Puisi F. A Lillah
Kejadian yang Terus Terulangi
Sudah ke berapa kalinya saya katakan bahwa dirimu sedang tidak baik-baik. Sudut pandang adalah pisau dapur yang sebenarnya. Tetapi dirimu berserah diri untuk membiarkan orang-orang berlalu-lalang menjadi tuan gagang. Bukankah dirimu tahu bahwa pisau sejatinya melukai. Tetapi dirimu masih berpihak pada keagungan mistik. Hidup telah teratur. Cemas dan bahagia adalah dua kata yang tak penting bagimu. Dirimu adalah luar kata yang mungkin telah mati sebelum dilahirkan. Tetapi saya amini ada yang lebih mematikan, seperti dirimu yang belum selesai mendidik dirimu sendiri.
Cafe Joglo, 2024
Mathilda, Kebahagiaan Itu Ada
Terkadang takdir memang sebangsat ini. Desir angin menunjukkan kekejian. Air tak dapat menyembunyikan ganas api. Debu berpaling diri dari cinta kaca jendela. Waktu terbilang pengingat kepiluan. Hidup seperti tidak pantas dalam kalimat perjalanan. Mathilda, kebahagiaan itu ada. Namun sekarang masih tertimbun oleh pembacaanmu. Ingat itu bukan milikmu, punyamu adalah kesehatan melupakan kebahagiaan itu.

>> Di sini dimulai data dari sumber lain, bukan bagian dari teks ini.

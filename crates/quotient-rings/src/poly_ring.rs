//! Polynomial rings R[x].
//!
//! Over a field, `Polynomial<F>` is a Euclidean domain under the usual degree
//! and can be fed to the elimination engine directly, e.g. to compute the
//! invariant factors of `xI - A`.

use serde::de::DeserializeOwned;
use serde::{Deserialize, Deserializer, Serialize, Serializer};

use crate::traits::{EuclideanDomain, Field, Ring};

/// A polynomial over a ring R.
#[derive(Clone, PartialEq, Eq, Hash, Debug)]
pub struct Polynomial<R: Ring> {
    /// Coefficients in ascending degree order: [a_0, a_1, a_2, ...]
    /// Invariant: trailing zeros are removed (except for the zero polynomial).
    coeffs: Vec<R>,
}

impl<R: Ring> Polynomial<R> {
    /// Creates a new polynomial from coefficients.
    ///
    /// Coefficients are given in ascending degree order.
    #[must_use]
    pub fn new(mut coeffs: Vec<R>) -> Self {
        while coeffs.len() > 1 && coeffs.last().is_some_and(Ring::is_zero) {
            coeffs.pop();
        }

        if coeffs.is_empty() {
            coeffs.push(R::zero());
        }

        Self { coeffs }
    }

    /// Creates a constant polynomial.
    #[must_use]
    pub fn constant(c: R) -> Self {
        Self::new(vec![c])
    }

    /// Creates the polynomial x.
    #[must_use]
    pub fn x() -> Self {
        Self::new(vec![R::zero(), R::one()])
    }

    /// Creates the monomial c * x^n.
    #[must_use]
    pub fn monomial(c: R, n: usize) -> Self {
        let mut coeffs = vec![R::zero(); n + 1];
        coeffs[n] = c;
        Self::new(coeffs)
    }

    /// Returns the degree of the polynomial.
    ///
    /// The zero polynomial has degree 0 by convention.
    #[must_use]
    pub fn degree(&self) -> usize {
        self.coeffs.len() - 1
    }

    /// Returns the leading coefficient.
    #[must_use]
    pub fn leading_coeff(&self) -> &R {
        &self.coeffs[self.coeffs.len() - 1]
    }

    /// Returns the coefficient of x^i.
    #[must_use]
    pub fn coeff(&self, i: usize) -> R {
        self.coeffs.get(i).cloned().unwrap_or_else(R::zero)
    }

    /// Returns all coefficients.
    #[must_use]
    pub fn coeffs(&self) -> &[R] {
        &self.coeffs
    }

    /// Evaluates the polynomial at a point.
    #[must_use]
    pub fn eval(&self, x: &R) -> R {
        // Horner's method
        let mut result = R::zero();
        for c in self.coeffs.iter().rev() {
            result = result * x.clone() + c.clone();
        }
        result
    }

    /// Multiplies by a scalar.
    #[must_use]
    pub fn scale(&self, c: &R) -> Self {
        Self::new(self.coeffs.iter().map(|x| x.clone() * c.clone()).collect())
    }

    fn zip_with(&self, other: &Self, f: impl Fn(R, R) -> R) -> Self {
        let len = self.coeffs.len().max(other.coeffs.len());
        Self::new((0..len).map(|i| f(self.coeff(i), other.coeff(i))).collect())
    }
}

impl<R: Ring + std::fmt::Display> std::fmt::Display for Polynomial<R> {
    fn fmt(&self, f: &mut std::fmt::Formatter<'_>) -> std::fmt::Result {
        if Ring::is_zero(self) {
            return write!(f, "0");
        }

        let mut terms = Vec::new();
        for (i, c) in self.coeffs.iter().enumerate().rev() {
            if c.is_zero() {
                continue;
            }

            let term = match (i, c.is_one()) {
                (0, _) => format!("{c}"),
                (1, true) => "x".to_owned(),
                (1, false) => format!("{c}*x"),
                (_, true) => format!("x^{i}"),
                (_, false) => format!("{c}*x^{i}"),
            };
            terms.push(term);
        }

        write!(f, "{}", terms.join(" + "))
    }
}

impl<R: Ring> Ring for Polynomial<R> {
    fn zero() -> Self {
        Self {
            coeffs: vec![R::zero()],
        }
    }

    fn one() -> Self {
        Self {
            coeffs: vec![R::one()],
        }
    }

    fn is_zero(&self) -> bool {
        self.coeffs.len() == 1 && self.coeffs[0].is_zero()
    }

    fn is_one(&self) -> bool {
        self.coeffs.len() == 1 && self.coeffs[0].is_one()
    }

    fn symbol() -> String {
        format!("{}[x]", R::symbol())
    }
}

impl<F: Field> EuclideanDomain for Polynomial<F> {
    /// Polynomial long division.
    fn div_rem(&self, other: &Self) -> (Self, Self) {
        assert!(!Ring::is_zero(other), "division by zero polynomial");

        let d = other.degree();
        if Ring::is_zero(self) || self.degree() < d {
            return (<Self as Ring>::zero(), self.clone());
        }

        let lead_inv = other.leading_coeff().inv().unwrap_or_else(F::one);
        let mut rem = self.coeffs.clone();
        let mut quot = vec![F::zero(); self.degree() - d + 1];

        for i in (0..quot.len()).rev() {
            let c = rem[i + d].clone() * lead_inv.clone();
            if !c.is_zero() {
                for (j, b) in other.coeffs.iter().enumerate() {
                    rem[i + j] = rem[i + j].clone() - c.clone() * b.clone();
                }
            }
            quot[i] = c;
        }

        (Self::new(quot), Self::new(rem))
    }

    fn degree(&self) -> usize {
        Polynomial::degree(self)
    }

    fn is_unit(&self) -> bool {
        self.coeffs.len() == 1 && !self.coeffs[0].is_zero()
    }

    fn unit_inverse(&self) -> Option<Self> {
        if self.coeffs.len() == 1 {
            self.coeffs[0].inv().map(Self::constant)
        } else {
            None
        }
    }

    fn normalizing_unit(&self) -> Self {
        self.leading_coeff()
            .inv()
            .map_or_else(<Self as Ring>::one, Self::constant)
    }
}

impl<R: Ring> std::ops::Add for Polynomial<R> {
    type Output = Self;

    fn add(self, rhs: Self) -> Self::Output {
        self.zip_with(&rhs, |a, b| a + b)
    }
}

impl<R: Ring> std::ops::Sub for Polynomial<R> {
    type Output = Self;

    fn sub(self, rhs: Self) -> Self::Output {
        self.zip_with(&rhs, |a, b| a - b)
    }
}

impl<R: Ring> std::ops::Mul for Polynomial<R> {
    type Output = Self;

    /// Schoolbook multiplication.
    fn mul(self, rhs: Self) -> Self::Output {
        if Ring::is_zero(&self) || Ring::is_zero(&rhs) {
            return <Self as Ring>::zero();
        }

        let n = self.coeffs.len();
        let m = rhs.coeffs.len();
        let mut result = vec![R::zero(); n + m - 1];

        for (i, a) in self.coeffs.iter().enumerate() {
            for (j, b) in rhs.coeffs.iter().enumerate() {
                result[i + j] = result[i + j].clone() + a.clone() * b.clone();
            }
        }

        Self::new(result)
    }
}

impl<R: Ring> std::ops::Neg for Polynomial<R> {
    type Output = Self;

    fn neg(self) -> Self::Output {
        Self::new(self.coeffs.into_iter().map(|c| -c).collect())
    }
}

impl<R: Ring> From<R> for Polynomial<R> {
    fn from(c: R) -> Self {
        Self::constant(c)
    }
}

// Encoded as the ascending coefficient list.
impl<R: Ring + Serialize> Serialize for Polynomial<R> {
    fn serialize<S: Serializer>(&self, serializer: S) -> Result<S::Ok, S::Error> {
        self.coeffs.serialize(serializer)
    }
}

impl<'de, R: Ring + DeserializeOwned> Deserialize<'de> for Polynomial<R> {
    fn deserialize<D: Deserializer<'de>>(deserializer: D) -> Result<Self, D::Error> {
        Vec::<R>::deserialize(deserializer).map(Self::new)
    }
}

#[cfg(test)]
mod tests {
    use super::*;
    use crate::finite_field::FiniteField;
    use crate::rationals::Q;

    fn qpoly(coeffs: &[i64]) -> Polynomial<Q> {
        Polynomial::new(coeffs.iter().map(|&c| Q::from_integer(c)).collect())
    }

    #[test]
    fn test_polynomial_basic() {
        // p(x) = 1 + 2x + 3x^2
        let p = qpoly(&[1, 2, 3, 0, 0]);
        assert_eq!(p.degree(), 2);
        assert_eq!(p.coeff(0), Q::from_integer(1));
        assert_eq!(p.coeff(2), Q::from_integer(3));
        assert_eq!(p.coeff(7), Q::zero());
        assert_eq!(p.eval(&Q::from_integer(2)), Q::from_integer(17));
    }

    #[test]
    fn test_polynomial_arithmetic() {
        let p = qpoly(&[1, 2]); // 1 + 2x
        let q = qpoly(&[3, 4]); // 3 + 4x

        assert_eq!(p.clone() + q.clone(), qpoly(&[4, 6]));
        assert_eq!(p.clone() - p.clone(), Polynomial::zero());
        assert_eq!(p * q, qpoly(&[3, 10, 8]));
    }

    #[test]
    fn test_long_division() {
        // x^3 - 2x^2 - 4 = (x - 3)(x^2 + x + 3) + 5
        let a = qpoly(&[-4, 0, -2, 1]);
        let b = qpoly(&[-3, 1]);
        let (q, r) = a.div_rem(&b);
        assert_eq!(q, qpoly(&[3, 1, 1]));
        assert_eq!(r, qpoly(&[5]));
        assert_eq!(q * b + r, a);
    }

    #[test]
    fn test_gcd_is_monic() {
        // gcd((x-1)(x+2), 3(x-1)(x-5)) = x - 1
        let a = qpoly(&[-1, 1]) * qpoly(&[2, 1]);
        let b = qpoly(&[-3, 3]) * qpoly(&[-5, 1]);
        assert_eq!(a.gcd(&b), qpoly(&[-1, 1]));
    }

    #[test]
    fn test_units() {
        assert!(qpoly(&[4]).is_unit());
        assert!(!qpoly(&[0, 1]).is_unit());
        assert_eq!(qpoly(&[4]).unit_inverse(), Some(Polynomial::constant(Q::new(1, 4))));
        assert_eq!(qpoly(&[2, 4]).normalized(), Polynomial::new(vec![Q::new(1, 2), Q::one()]));
    }

    #[test]
    fn test_over_prime_field() {
        type F2 = FiniteField<2>;
        // (x + 1)^2 = x^2 + 1 over F2
        let p = Polynomial::new(vec![F2::one(), F2::one()]);
        assert_eq!(p.clone() * p, Polynomial::new(vec![F2::one(), F2::zero(), F2::one()]));
        assert_eq!(Polynomial::<F2>::symbol(), "F2[x]");
    }

    #[test]
    fn test_display_and_serde() {
        assert_eq!(qpoly(&[1, 0, 3]).to_string(), "3*x^2 + 1");
        assert_eq!(qpoly(&[0, 1]).to_string(), "x");

        let p = qpoly(&[1, -2]);
        let json = serde_json::to_string(&p).unwrap();
        assert_eq!(json, "[\"1\",\"-2\"]");
        assert_eq!(serde_json::from_str::<Polynomial<Q>>(&json).unwrap(), p);
    }
}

Terkadang takdir memang sebangsat ini. Namun itu hanya notif salah alamat.
Cafe Maji, 2024
Air Matamu Gerimis Musim Panas
Mendung yang masih menyelimuti hari-harimu adalah cinta semesta menumbuhkan benih. Isyarat penyuburan dari bahasa hari esok, sengaja memanggilmu dengan suara guntur. Gelombang kekalutan hanyalah cuaca warna langit semata. Kembalilah ke lembah tenang cintamu. Hari esok masih ada yang lebih kejam dari pada waktu ini.
Gowok Yogyakarta, 2024
Tiket Masuk Membaca Tubuh
Andai ku tak datang kala waktu gema subuh, barangkali esok pagi mendapati seikat petaka. Harga rasa sesal pasti terbit menghantui. Yang kutahu tidak boleh malas melangkahkan diri. Tidak boleh beriringan dengan kata cantik dan jelek. Dan pada getar menahan rasa takut jangan sampai pudar. Sebab tubuh bukan kekasih yang memiliki muara air mata.
Gowok Yogyakarta, 2024
Memata-matai Ruang Tamu
Kembang plastik mematung sendiri. Kipas angin menyanyikan lagu paling keras. Berterbangan bahasa wejagan yang tak dimengerti searti. Bunyi detak jam seperti mencatat kealpaan yang dibiarkan keangkuhan. Meja dan kursi seketika terbakar api. Lalu aku pergi ke depan cermin dan bergumam, apakah aku seseorang atas nama jiwa.
Gowok Yogyakarta, 2024
Dinding Hari
Di hadapanmu aku berbicara dengan lantang. Tak banyak diam merelakan rasa yang hanya tahu tiram kisah. Bayanganmu melebihi jawaban doa-doa. Masih mungkinkah aku mendengar suara panggilan untuk pulang. Terima kasih atas napas di sari hati meskipun harus menyimpan sejuta pilu. Bukan rela atas duka cita, melainkan aku tetap ingin pulang ke pangkuanmu.
Gowok, Yogyakarta 2024
_______
Penulis
F. A Lillah kelahiran Madura. Kini masih menjadi mahasiswa Ilmu Perpustakaan UIN Sunan Kalijaga Yogyakarta. Puisinya terangkum dalam Melankolia Tubuh Ibu (SIP Publishing, 2024).